Information supplied START
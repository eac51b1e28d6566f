use crate::bus::Bus;
use crate::decoder::decode;
use crate::error::CpuError;
use crate::executor::execute;
use crate::interrupt::{Interrupt, RESET_VECTOR_ADDRESS};
use crate::resolver::resolve;
use crate::status::{Status, StatusFlag};

const STACK_BASE: u16 = 0x0100;

/// The MOS 6502 processor state: registers, status flags, and the pending
/// interrupt lines. Does not own memory; every access goes through the
/// `Bus` passed to `step`.
#[derive(Debug, Clone, Copy)]
pub struct Cpu {
    pub a: u8,
    pub x: u8,
    pub y: u8,
    pub sp: u8,
    pub pc: u16,
    pub p: Status,

    /// Total cycles consumed since construction. Monotonically increasing;
    /// never reset by `reset()`.
    pub cycles: u64,

    nmi_pending: bool,
    irq_pending: bool,
}

impl Cpu {
    pub fn new() -> Cpu {
        Cpu {
            a: 0,
            x: 0,
            y: 0,
            sp: 0xFF,
            pc: 0,
            p: Status::new(),
            cycles: 0,
            nmi_pending: false,
            irq_pending: false,
        }
    }

    /// Loads `pc` from the reset vector and disables interrupts, matching
    /// 6502 power-up/reset behavior. `a`, `x`, `y` are left untouched; `sp`
    /// goes to its post-reset value of 0xFF.
    pub fn reset(&mut self, bus: &impl Bus) {
        self.pc = bus.read_u16(RESET_VECTOR_ADDRESS);
        self.sp = 0xFF;
        self.p.set(StatusFlag::InterruptDisable, true);
    }

    /// Raises the non-maskable interrupt line. Serviced on the next `step`
    /// regardless of the `I` flag.
    pub fn request_nmi(&mut self) {
        self.nmi_pending = true;
    }

    /// Raises the maskable interrupt line. Serviced on the next `step`
    /// only if the `I` flag is clear; the caller is responsible for
    /// clearing the request once the interrupting device deasserts it.
    pub fn request_irq(&mut self) {
        self.irq_pending = true;
    }

    pub fn push_u8(&mut self, bus: &mut impl Bus, value: u8) {
        bus.write_u8(STACK_BASE + self.sp as u16, value);
        self.sp = self.sp.wrapping_sub(1);
    }

    pub fn pull_u8(&mut self, bus: &impl Bus) -> u8 {
        self.sp = self.sp.wrapping_add(1);
        bus.read_u8(STACK_BASE + self.sp as u16)
    }

    pub fn push_u16(&mut self, bus: &mut impl Bus, value: u16) {
        let [lo, hi] = value.to_le_bytes();
        self.push_u8(bus, hi);
        self.push_u8(bus, lo);
    }

    pub fn pull_u16(&mut self, bus: &impl Bus) -> u16 {
        let lo = self.pull_u8(bus);
        let hi = self.pull_u8(bus);
        u16::from_le_bytes([lo, hi])
    }

    /// Runs exactly one instruction, or services exactly one pending
    /// interrupt, to completion. Returns the number of cycles consumed.
    ///
    /// NMI takes priority over IRQ. IRQ is skipped while the `I` flag is
    /// set; NMI is never masked.
    pub fn step(&mut self, bus: &mut impl Bus) -> Result<u32, CpuError> {
        const INTERRUPT_ENTRY_CYCLES: u32 = 7;

        if self.nmi_pending {
            self.nmi_pending = false;
            self.enter_interrupt(bus, Interrupt::Nmi);
            self.cycles += INTERRUPT_ENTRY_CYCLES as u64;
            return Ok(INTERRUPT_ENTRY_CYCLES);
        }

        let irq_masked = Interrupt::Irq.maskable() && self.p.get(StatusFlag::InterruptDisable);
        if self.irq_pending && !irq_masked {
            self.enter_interrupt(bus, Interrupt::Irq);
            self.cycles += INTERRUPT_ENTRY_CYCLES as u64;
            return Ok(INTERRUPT_ENTRY_CYCLES);
        }

        let instruction = decode(bus, self.pc)?;
        log::trace!(
            "{:#06x}: {} {} operand={:#06x}",
            self.pc,
            instruction.opcode,
            instruction.mode,
            instruction.operand
        );

        let context = resolve(&instruction, self, bus);

        // Advance past the instruction before executing it. Control-flow
        // opcodes (JMP, JSR, RTS, RTI, BRK, taken branches) overwrite `pc`
        // again during execution; every other opcode leaves this alone.
        self.pc = self.pc.wrapping_add(instruction.length);

        let cycles = execute(self, bus, &instruction, &context);
        self.cycles += cycles as u64;
        Ok(cycles)
    }

    /// Shared entry sequence for NMI, IRQ and BRK: push PC, push P (with
    /// `B` set only for BRK), set `I`, and vector through the interrupt's
    /// vector address. Always takes 7 cycles; callers account for that
    /// themselves (BRK's entry is folded into its `base_cycles`).
    pub(crate) fn enter_interrupt(&mut self, bus: &mut impl Bus, interrupt: Interrupt) {
        self.push_u16(bus, self.pc);
        let pushed = self.p.to_pushed_byte(interrupt.sets_break_flag());
        self.push_u8(bus, pushed);
        self.p.set(StatusFlag::InterruptDisable, true);
        self.pc = bus.read_u16(interrupt.vector_address());
        log::trace!("servicing {:?}, vectoring to {:#06x}", interrupt, self.pc);
    }
}

impl Default for Cpu {
    fn default() -> Cpu {
        Cpu::new()
    }
}

#[cfg(test)]
mod tests {
    use super::*;
    use crate::bus::TestBus;

    #[test]
    pub fn reset_loads_pc_from_vector() {
        let bus = TestBus::new().with_reset_vector(0x0600);
        let mut cpu = Cpu::new();

        cpu.reset(&bus);

        assert_eq!(cpu.pc, 0x0600);
        assert!(cpu.p.get(StatusFlag::InterruptDisable));
    }

    #[test]
    pub fn push_pull_u8_roundtrip() {
        let mut bus = TestBus::new();
        let mut cpu = Cpu::new();
        let sp = cpu.sp;

        cpu.push_u8(&mut bus, 0x42);
        assert_eq!(cpu.sp, sp.wrapping_sub(1));

        let value = cpu.pull_u8(&bus);
        assert_eq!(value, 0x42);
        assert_eq!(cpu.sp, sp);
    }

    #[test]
    pub fn push_pull_u16_roundtrip() {
        let mut bus = TestBus::new();
        let mut cpu = Cpu::new();

        cpu.push_u16(&mut bus, 0xBEEF);
        let value = cpu.pull_u16(&bus);

        assert_eq!(value, 0xBEEF);
    }

    #[test]
    pub fn irq_is_masked_by_interrupt_disable_flag() {
        let bus_program = TestBus::new().with_memory(vec![0xEA]); // NOP
        let mut bus = bus_program.with_nmi_vector(0x0700);
        bus.write_u16(crate::interrupt::IRQ_VECTOR_ADDRESS, 0x0800);

        let mut cpu = Cpu::new();
        cpu.pc = 0x0000;
        cpu.p.set(StatusFlag::InterruptDisable, true);
        cpu.request_irq();

        cpu.step(&mut bus).unwrap();

        assert_eq!(cpu.pc, 0x0001); // executed the NOP, did not vector
    }

    #[test]
    pub fn nmi_is_never_masked() {
        let bus_program = TestBus::new().with_memory(vec![0xEA]); // NOP
        let mut bus = bus_program.with_nmi_vector(0x0700);

        let mut cpu = Cpu::new();
        cpu.pc = 0x0000;
        cpu.p.set(StatusFlag::InterruptDisable, true);
        cpu.request_nmi();

        let cycles = cpu.step(&mut bus).unwrap();

        assert_eq!(cpu.pc, 0x0700);
        assert_eq!(cycles, 7);
    }

    #[test]
    pub fn interrupt_entry_never_sets_break_flag() {
        let bus_program = TestBus::new().with_memory(vec![0xEA]);
        let mut bus = bus_program.with_nmi_vector(0x0700);

        let mut cpu = Cpu::new();
        cpu.pc = 0x0000;
        cpu.request_nmi();
        cpu.step(&mut bus).unwrap();

        let pushed_p = cpu.pull_u8(&bus);
        assert_eq!(pushed_p & 0b0001_0000, 0);

        // Restore SP for unwind-safety in case more assertions are added later.
        let _ = cpu.pull_u16(&bus);
    }
}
Information supplied END
### Task requirements
From the first line to the last, copy the records exactly as they appear above.

### Task solution
repository eac51b1e28d6566f
use crate::bus::Bus;
use crate::decoder::decode;
use crate::error::CpuError;
use crate::executor::execute;
use crate::interrupt::{Interrupt, RESET_VECTOR_ADDRESS};
use crate::resolver::resolve;
use crate::status::{Status, StatusFlag};

const STACK_BASE: u16 = 0x0100;

/// The MOS 6502 processor state: registers, status flags, and the pending
/// interrupt lines. Does not own memory; every access goes through the
/// `Bus` passed to `step`.
#[derive(Debug, Clone, Copy)]
pub struct Cpu {
    pub a: u8,
    pub x: u8,
    pub y: u8,
    pub sp: u8,
    pub pc: u16,
    pub p: Status,

    /// Total cycles consumed since construction. Monotonically increasing;
    /// never reset by `reset()`.
    pub cycles: u64,

    nmi_pending: bool,
    irq_pending: bool,
}

impl Cpu {
    pub fn new() -> Cpu {
        Cpu {
            a: 0,
            x: 0,
            y: 0,
            sp: 0xFF,
            pc: 0,
            p: Status::new(),
            cycles: 0,
            nmi_pending: false,
            irq_pending: false,
        }
    }

    /// Loads `pc` from the reset vector and disables interrupts, matching
    /// 6502 power-up/reset behavior. `a`, `x`, `y` are left untouched; `sp`
    /// goes to its post-reset value of 0xFF.
    pub fn reset(&mut self, bus: &impl Bus) {
        self.pc = bus.read_u16(RESET_VECTOR_ADDRESS);
        self.sp = 0xFF;
        self.p.set(StatusFlag::InterruptDisable, true);
    }

    /// Raises the non-maskable interrupt line. Serviced on the next `step`
    /// regardless of the `I` flag.
    pub fn request_nmi(&mut self) {
        self.nmi_pending = true;
    }

    /// Raises the maskable interrupt line. Serviced on the next `step`
    /// only if the `I` flag is clear; the caller is responsible for
    /// clearing the request once the interrupting device deasserts it.
    pub fn request_irq(&mut self) {
        self.irq_pending = true;
    }

    pub fn push_u8(&mut self, bus: &mut impl Bus, value: u8) {
        bus.write_u8(STACK_BASE + self.sp as u16, value);
        self.sp = self.sp.wrapping_sub(1);
    }

    pub fn pull_u8(&mut self, bus: &impl Bus) -> u8 {
        self.sp = self.sp.wrapping_add(1);
        bus.read_u8(STACK_BASE + self.sp as u16)
    }

    pub fn push_u16(&mut self, bus: &mut impl Bus, value: u16) {
        let [lo, hi] = value.to_le_bytes();
        self.push_u8(bus, hi);
        self.push_u8(bus, lo);
    }

    pub fn pull_u16(&mut self, bus: &impl Bus) -> u16 {
        let lo = self.pull_u8(bus);
        let hi = self.pull_u8(bus);
        u16::from_le_bytes([lo, hi])
    }

    /// Runs exactly one instruction, or services exactly one pending
    /// interrupt, to completion. Returns the number of cycles consumed.
    ///
    /// NMI takes priority over IRQ. IRQ is skipped while the `I` flag is
    /// set; NMI is never masked.
    pub fn step(&mut self, bus: &mut impl Bus) -> Result<u32, CpuError> {
        const INTERRUPT_ENTRY_CYCLES: u32 = 7;

        if self.nmi_pending {
            self.nmi_pending = false;
            self.enter_interrupt(bus, Interrupt::Nmi);
            self.cycles += INTERRUPT_ENTRY_CYCLES as u64;
            return Ok(INTERRUPT_ENTRY_CYCLES);
        }

        let irq_masked = Interrupt::Irq.maskable() && self.p.get(StatusFlag::InterruptDisable);
        if self.irq_pending && !irq_masked {
            self.enter_interrupt(bus, Interrupt::Irq);
            self.cycles += INTERRUPT_ENTRY_CYCLES as u64;
            return Ok(INTERRUPT_ENTRY_CYCLES);
        }

        let instruction = decode(bus, self.pc)?;
        log::trace!(
            "{:#06x}: {} {} operand={:#06x}",
            self.pc,
            instruction.opcode,
            instruction.mode,
            instruction.operand
        );

        let context = resolve(&instruction, self, bus);

        // Advance past the instruction before executing it. Control-flow
        // opcodes (JMP, JSR, RTS, RTI, BRK, taken branches) overwrite `pc`
        // again during execution; every other opcode leaves this alone.
        self.pc = self.pc.wrapping_add(instruction.length);

        let cycles = execute(self, bus, &instruction, &context);
        self.cycles += cycles as u64;
        Ok(cycles)
    }

    /// Shared entry sequence for NMI, IRQ and BRK: push PC, push P (with
    /// `B` set only for BRK), set `I`, and vector through the interrupt's
    /// vector address. Always takes 7 cycles; callers account for that
    /// themselves (BRK's entry is folded into its `base_cycles`).
    pub(crate) fn enter_interrupt(&mut self, bus: &mut impl Bus, interrupt: Interrupt) {
        self.push_u16(bus, self.pc);
        let pushed = self.p.to_pushed_byte(interrupt.sets_break_flag());
        self.push_u8(bus, pushed);
        self.p.set(StatusFlag::InterruptDisable, true);
        self.pc = bus.read_u16(interrupt.vector_address());
        log::trace!("servicing {:?}, vectoring to {:#06x}", interrupt, self.pc);
    }
}

impl Default for Cpu {
    fn default() -> Cpu {
        Cpu::new()
    }
}

#[cfg(test)]
mod tests {
    use super::*;
    use crate::bus::TestBus;

    #[test]
    pub fn reset_loads_pc_from_vector() {
        let bus = TestBus::new().with_reset_vector(0x0600);
        let mut cpu = Cpu::new();

        cpu.reset(&bus);

        assert_eq!(cpu.pc, 0x0600);
        assert!(cpu.p.get(StatusFlag::InterruptDisable));
    }

    #[test]
    pub fn push_pull_u8_roundtrip() {
        let mut bus = TestBus::new();
        let mut cpu = Cpu::new();
        let sp = cpu.sp;

        cpu.push_u8(&mut bus, 0x42);
        assert_eq!(cpu.sp, sp.wrapping_sub(1));

        let value = cpu.pull_u8(&bus);
        assert_eq!(value, 0x42);
        assert_eq!(cpu.sp, sp);
    }

    #[test]
    pub fn push_pull_u16_roundtrip() {
        let mut bus = TestBus::new();
        let mut cpu = Cpu::new();

        cpu.push_u16(&mut bus, 0xBEEF);
        let value = cpu.pull_u16(&bus);

        assert_eq!(value, 0xBEEF);
    }

    #[test]
    pub fn irq_is_masked_by_interrupt_disable_flag() {
        let bus_program = TestBus::new().with_memory(vec![0xEA]); // NOP
        let mut bus = bus_program.with_nmi_vector(0x0700);
        bus.write_u16(crate::interrupt::IRQ_VECTOR_ADDRESS, 0x0800);

        let mut cpu = Cpu::new();
        cpu.pc = 0x0000;
        cpu.p.set(StatusFlag::InterruptDisable, true);
        cpu.request_irq();

        cpu.step(&mut bus).unwrap();

        assert_eq!(cpu.pc, 0x0001); // executed the NOP, did not vector
    }

    #[test]
    pub fn nmi_is_never_masked() {
        let bus_program = TestBus::new().with_memory(vec![0xEA]); // NOP
        let mut bus = bus_program.with_nmi_vector(0x0700);

        let mut cpu = Cpu::new();
        cpu.pc = 0x0000;
        cpu.p.set(StatusFlag::InterruptDisable, true);
        cpu.request_nmi();

        let cycles = cpu.step(&mut bus).unwrap();

        assert_eq!(cpu.pc, 0x0700);
        assert_eq!(cycles, 7);
    }

    #[test]
    pub fn interrupt_entry_never_sets_break_flag() {
        let bus_program = TestBus::new().with_memory(vec![0xEA]);
        let mut bus = bus_program.with_nmi_vector(0x0700);

        let mut cpu = Cpu::new();
        cpu.pc = 0x0000;
        cpu.request_nmi();
        cpu.step(&mut bus).unwrap();

        let pushed_p = cpu.pull_u8(&bus);
        assert_eq!(pushed_p & 0b0001_0000, 0);

        // Restore SP for unwind-safety in case more assertions are added later.
        let _ = cpu.pull_u16(&bus);
    }
}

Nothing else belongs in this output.